As an English professor in Iraq, Sinan arrived with the intention of furthering his career. What he wasn’t expecting was to meet Lizbeth Jacqueline Pérez Daza, the woman who would become his wife.
At the same time, more than 7,600 miles from Baghdad, in Mérida — the capital of Yucatán, near the southern tip of Mexico — Jacquie was informed that she had been awarded the COMEXUS Fulbright scholarship for a second year. She arrived at the Forty Acres to study at the ELC during the summer of 2018, the same as Sinan.
The two traded glances during the first two weeks of their visit, but it took a mutual friend introducing them during a trip to San Antonio for Sinan to finally send Jacquie a text.
“Did you accidentally text me?” Jacquie texted Sinan in response. “Did you really plan to reach me? Because you never really talk to me.”
Sinan replied, “Well, I’m trying to. I want to invite you to breakfast.”
Though he doesn’t love Mexican food, Sinan took Jacquie to the Taco Shack on the corner of Guadalupe and 29th Street, an early sacrifice that immediately made a positive impression. He then proceeded to spend the first date quizzing Jacquie on her educational background.
“Do you have a master’s? Do you have published articles?”
While answering yes to both questions, she couldn’t help thinking, “What is this, a job interview?”
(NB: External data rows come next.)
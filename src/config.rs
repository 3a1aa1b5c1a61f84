use clap::Parser;
use once_cell::sync::Lazy;

pub static APP_CONFIG: Lazy<Config> = Lazy::new(|| {
    dotenvy::dotenv().ok();
    Config::parse()
});

#[derive(Debug, Parser)]
pub struct Config {
    #[clap(long, env, default_value_t = 8080)]
    pub port: u16,

    #[clap(long, env)]
    pub database_uri: String,

    #[clap(long, env)]
    pub database_name: String,

    #[clap(long, env)]
    pub log_level: String,

    #[clap(long, env, default_value_t = false)]
    pub swagger_enabled: bool,

    #[clap(long, env, default_value_t = 100)]
    pub rate_limit_req_per_sec: u32,

    #[clap(long, env, value_delimiter = ',')]
    pub cors_origin_whitelist: Option<Vec<String>>,

    #[clap(long, env)]
    pub jwt_secret_key: String,

    #[clap(long, env, default_value = "local")]
    pub app_env: String,

    #[clap(long, env)]
    pub redis_url: String,

    #[clap(long, env)]
    pub firebase_credentials_path: String,

    #[clap(long, env)]
    pub whatsapp_api_url: String,

    #[clap(long, env)]
    pub whatsapp_api_key: String,

    #[clap(long, env)]
    pub email_api_url: String,

    #[clap(long, env)]
    pub email_api_key: String,

    #[clap(long, env, default_value = "no-reply@school.example")]
    pub email_sender: String,

    /// Seconds before a single channel send attempt is abandoned.
    #[clap(long, env, default_value_t = 8)]
    pub channel_timeout_secs: u64,

    /// Notifications older than this horizon are removed by the retention task.
    #[clap(long, env, default_value_t = 90)]
    pub notification_retention_days: i64,
}
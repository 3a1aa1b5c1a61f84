use serde::{Deserialize, Serialize};
use std::fmt;

use crate::enums::UserRole;
use crate::errors::Error;

#[derive(Debug, Serialize, Deserialize, Clone)]
#[serde(rename_all = "camelCase")]
pub struct TokenClaims {
    pub user_id: String,
    pub user_name: String,
    pub display_name: String,
    pub role: UserRole,
    pub iat: usize,
    pub exp: usize,
}

impl TokenClaims {
    pub fn require_role(&self, role: UserRole) -> Result<(), Error> {
        if self.role != role {
            return Err(Error::forbidden(
                "You do not have permission to access this resource",
            ));
        }
        Ok(())
    }
}

impl fmt::Display for TokenClaims {
    fn fmt(&self, f: &mut fmt::Formatter<'_>) -> fmt::Result {
        write!(
            f,
            "TokenClaims {{ user_id: {}, user_name: {}, role: {}, iat: {}, exp: {} }}",
            self.user_id, self.user_name, self.role, self.iat, self.exp
        )
    }
}
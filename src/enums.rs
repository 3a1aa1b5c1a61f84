use serde::{Deserialize, Serialize};
use strum_macros::{Display, EnumString, VariantNames};
use utoipa::ToSchema;

/// Closed set of notification categories produced by the school backends.
#[derive(
    Debug,
    Serialize,
    Deserialize,
    Clone,
    Copy,
    EnumString,
    VariantNames,
    Display,
    PartialEq,
    Eq,
    Hash,
    ToSchema,
)]
#[serde(rename_all = "lowercase")]
#[strum(serialize_all = "lowercase")]
pub enum NotificationKind {
    Task,
    Submission,
    Grade,
    Forum,
    Event,
    System,
}

impl NotificationKind {
    /// Short heading used by the push and email templates.
    pub fn title(&self) -> &'static str {
        match self {
            NotificationKind::Task => "Nueva tarea",
            NotificationKind::Submission => "Entrega recibida",
            NotificationKind::Grade => "Calificación publicada",
            NotificationKind::Forum => "Actividad en el foro",
            NotificationKind::Event => "Evento del calendario",
            NotificationKind::System => "Aviso del sistema",
        }
    }
}

/// Severity of a notification. Governs which channels the coordinator
/// attempts, see `DeliveryPolicy`.
#[derive(
    Debug,
    Serialize,
    Deserialize,
    Clone,
    Copy,
    EnumString,
    VariantNames,
    Display,
    PartialEq,
    Eq,
    Hash,
    PartialOrd,
    Ord,
    ToSchema,
)]
#[serde(rename_all = "lowercase")]
#[strum(serialize_all = "lowercase")]
pub enum NotificationPriority {
    Low,
    Medium,
    High,
    Critical,
}

/// One delivery transport.
#[derive(
    Debug,
    Serialize,
    Deserialize,
    Clone,
    Copy,
    EnumString,
    VariantNames,
    Display,
    PartialEq,
    Eq,
    Hash,
    ToSchema,
)]
#[serde(rename_all = "lowercase")]
#[strum(serialize_all = "lowercase")]
pub enum NotificationChannel {
    Realtime,
    Push,
    Whatsapp,
    Email,
}

impl NotificationChannel {
    /// Field name of the per-channel delivery flag on the notification
    /// document.
    pub fn delivered_field(&self) -> &'static str {
        match self {
            NotificationChannel::Realtime => "deliveredRealtime",
            NotificationChannel::Push => "deliveredPush",
            NotificationChannel::Whatsapp => "deliveredWhatsapp",
            NotificationChannel::Email => "deliveredEmail",
        }
    }
}

/// Entity types a notification may deep-link to.
#[derive(
    Debug,
    Serialize,
    Deserialize,
    Clone,
    Copy,
    EnumString,
    VariantNames,
    Display,
    PartialEq,
    Eq,
    Hash,
    ToSchema,
)]
#[serde(rename_all = "lowercase")]
#[strum(serialize_all = "lowercase")]
pub enum ReferenceModel {
    Task,
    Submission,
    Course,
    Module,
    User,
}

#[derive(
    Debug, Serialize, Deserialize, Clone, Copy, EnumString, VariantNames, Display, PartialEq, Eq,
)]
#[serde(rename_all = "UPPERCASE")]
#[strum(serialize_all = "UPPERCASE")]
pub enum PushSubscriptionStatus {
    Active,
    Inactive,
}

#[derive(
    Debug,
    Serialize,
    Deserialize,
    Clone,
    Copy,
    EnumString,
    VariantNames,
    Display,
    PartialEq,
    Eq,
    ToSchema,
)]
#[serde(rename_all = "lowercase")]
#[strum(serialize_all = "lowercase")]
pub enum UserRole {
    Admin,
    Docente,
    Padre,
}

#[cfg(test)]
mod tests {
    use std::str::FromStr;

    use super::*;

    #[test]
    fn kind_round_trips_through_strings() {
        for raw in ["task", "submission", "grade", "forum", "event", "system"] {
            let kind = NotificationKind::from_str(raw).unwrap();
            assert_eq!(kind.to_string(), raw);
        }
        assert!(NotificationKind::from_str("payroll").is_err());
    }

    #[test]
    fn priority_ordering_follows_severity() {
        assert!(NotificationPriority::Low < NotificationPriority::Medium);
        assert!(NotificationPriority::Medium < NotificationPriority::High);
        assert!(NotificationPriority::High < NotificationPriority::Critical);
    }

    #[test]
    fn delivered_fields_are_distinct() {
        let fields = [
            NotificationChannel::Realtime.delivered_field(),
            NotificationChannel::Push.delivered_field(),
            NotificationChannel::Whatsapp.delivered_field(),
            NotificationChannel::Email.delivered_field(),
        ];
        let unique: std::collections::HashSet<_> = fields.iter().collect();
        assert_eq!(unique.len(), fields.len());
    }
}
Jacquie quickly learned that Sinan was serious about academics, which explained his line of questioning, and he discovered that Jacquie loves the outdoors. After a few more dates, they also realized that they complemented each other quite nicely.
“After that first breakfast, we spent so much time together,” Jacquie said. “I wanted to know more about him.”
One of the very few downsides to connecting during a short-term program is just that: It’s temporary. In Jacquie’s case, her stay was just for one month. After the initial two weeks it took for the pair to introduce themselves, their daunting goodbye was already around the corner, just as sparks started to fly.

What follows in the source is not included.